Hijos respectivos de los anteriores. “Condenados” casi a seguir el camino —y
bajo la vara histórica— de sus padres, como ocurrió con los hijos de Álvaro
Uribe, por citar solo un ejemplo más cercano en el tiempo.

Expresidenta Cristina Kirchner y sus hijos como escudo.
Ese clasismo extremo que aflora
permanentemente en los espacios de poder en Colombia, perenne como un homenaje
permanente al medioevo, es un símbolo de la desigualdad social en ese, y en
algunos otros países latinoamericanos. Precisamente, allí radica el error del
Petro presidente, en esta historia. Tampoco alcanza con parecer distinto, también
hay que serlo (aquí tampoco el orden de los factores altera el producto).
Pudo no haberlo criado, pero sí lo introdujo en su
entorno político desde su tierna adolescencia, como manda la muy conservadora
tradición colombiana del poder. Una costumbre que gana cada vez más adeptos en
el vecindario sudamericano, donde el accionar político se asemeja cada vez más
al de una casta. Nada más alejado a cualquier intento de cambio, de esos que se
propalan con ligereza proselitista.
Así es como Petro también mordió esa
manzana y ahora deberá enfrentar la realidad. Todo, en un momento donde su
gobierno parecía no terminar de arrancar, y cuando acaba de deshacer su primer
gabinete estructurado con aliados para terminar abroquelándose con los
propios. Observando el caso de la familia Petro, podría pensarse que Colombia
necesitaría un psicólogo, pero no. Los problemas estructurales son tanto, que
no solo se necesitaría un ejército multidisciplinario, sino también nuevos
tratados éticos.
Para el consuelo de Petro y los colombianos, cabe recordar que no está solo en ese vía crucis. Cristina Kirchner, la expresidenta y actual vicepresidenta argentina, tiene a sus hijos tan investigados como ella misma en el seno de la Justicia.
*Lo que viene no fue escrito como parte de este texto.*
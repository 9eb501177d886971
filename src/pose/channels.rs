//! Named animation/shape channels and their evaluation.

use std::collections::HashMap;
use std::sync::Arc;

/// A named pose parameter driving deformation.
#[derive(Debug, Clone)]
pub struct Channel {
    /// Channel name, unique within its system.
    pub name: String,
    /// Value used when no input is supplied.
    pub default: f32,
    /// Lower clamp bound.
    pub min: f32,
    /// Upper clamp bound.
    pub max: f32,
}

impl Channel {
    /// A channel defaulting to zero over `[min, max]`.
    #[must_use]
    pub fn new(name: &str, min: f32, max: f32) -> Self {
        Self {
            name: name.to_owned(),
            default: 0.0,
            min,
            max,
        }
    }
}

/// Raw (unclamped) channel input values, indexed by channel.
#[derive(Debug, Clone)]
pub struct ChannelInputs {
    values: Vec<f32>,
}

impl ChannelInputs {
    /// Set the raw value of channel `index`. Out-of-range indices are
    /// ignored.
    pub fn set(&mut self, index: usize, value: f32) {
        if let Some(slot) = self.values.get_mut(index) {
            *slot = value;
        }
    }

    /// Raw value of channel `index`, if in range.
    #[must_use]
    pub fn get(&self, index: usize) -> Option<f32> {
        self.values.get(index).copied()
    }
}

/// Evaluated channel values, clamped and parent-inherited.
#[derive(Debug, Clone, PartialEq)]
pub struct ChannelOutputs {
    values: Vec<f32>,
}

impl ChannelOutputs {
    /// Evaluated value of channel `index` (0.0 if out of range).
    #[must_use]
    pub fn value(&self, index: usize) -> f32 {
        self.values.get(index).copied().unwrap_or(0.0)
    }

    /// All evaluated values, in channel order.
    #[must_use]
    pub fn values(&self) -> &[f32] {
        &self.values
    }
}

/// The set of channels driving one figure, with an optional parent system
/// for attachments that follow the main figure's pose.
///
/// A figure is the *main* figure of its hierarchy iff its channel system
/// has no parent.
pub struct ChannelSystem {
    channels: Vec<Channel>,
    by_name: HashMap<String, usize>,
    parent: Option<Arc<ChannelSystem>>,
}

impl ChannelSystem {
    /// Build a channel system. Later channels shadow earlier ones with the
    /// same name.
    #[must_use]
    pub fn new(channels: Vec<Channel>, parent: Option<Arc<ChannelSystem>>) -> Self {
        let by_name = channels
            .iter()
            .enumerate()
            .map(|(i, c)| (c.name.clone(), i))
            .collect();
        Self {
            channels,
            by_name,
            parent,
        }
    }

    /// Number of channels.
    #[must_use]
    pub fn channel_count(&self) -> usize {
        self.channels.len()
    }

    /// The channels, in evaluation order.
    #[must_use]
    pub fn channels(&self) -> &[Channel] {
        &self.channels
    }

    /// Index of the channel named `name`.
    #[must_use]
    pub fn channel_index(&self, name: &str) -> Option<usize> {
        self.by_name.get(name).copied()
    }

    /// Parent channel system (None for the main figure).
    #[must_use]
    pub fn parent(&self) -> Option<&Arc<ChannelSystem>> {
        self.parent.as_ref()
    }

    /// Inputs initialized to every channel's default.
    #[must_use]
    pub fn default_inputs(&self) -> ChannelInputs {
        ChannelInputs {
            values: self.channels.iter().map(|c| c.default).collect(),
        }
    }

    /// Evaluate raw inputs to channel outputs.
    ///
    /// Each input is clamped to its channel's range; a channel whose name
    /// also exists in the parent system additionally inherits the parent's
    /// evaluated value (pose-follow for attachments). Pure and
    /// deterministic.
    #[must_use]
    pub fn evaluate(
        &self,
        parent_outputs: Option<&ChannelOutputs>,
        inputs: &ChannelInputs,
    ) -> ChannelOutputs {
        let values = self
            .channels
            .iter()
            .enumerate()
            .map(|(i, channel)| {
                let raw = inputs.get(i).unwrap_or(channel.default);
                let mut value = raw.clamp(channel.min, channel.max);
                if let (Some(parent), Some(outputs)) =
                    (self.parent.as_ref(), parent_outputs)
                {
                    if let Some(pi) = parent.channel_index(&channel.name) {
                        value += outputs.value(pi);
                    }
                }
                value
            })
            .collect();
        ChannelOutputs { values }
    }
}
Recurrencias cuasi monárquicas, que no suelen terminar bien.
Algo similar, a lo ocurrido en la administración de Ernesto Samper (1994-1998), que tuvo que enfrentar el recordado Proceso 8000, del que hoy, precisamente, se cumplen 25 años. Aquel también fue un gobierno que se autopercibía, cuanto menos, progresista. Pero claro está: no basta con serlo, también hay que parecerlo.
En honor a la verdad no abunda la teoría al respecto.
Mucho menos para este tipo de “parricidio” gubernamental que experimenta
Colombia. Tal vez el mejor consejo para no repetir este tipo de “pecados” se
puede encontrar en algunas biografías de los delincuentes de vieja estirpe,
como por ejemplo la del argentino Juan José Ernesto Laginestra, quienes, como
él, trataban por todos los medios de dejar a los hijos bien lejos del lugar de
los hechos con el único fin de que no se contaminen del delito ni los alcancen
las esquirlas cuando el artefacto de la ley explotara en sus manos.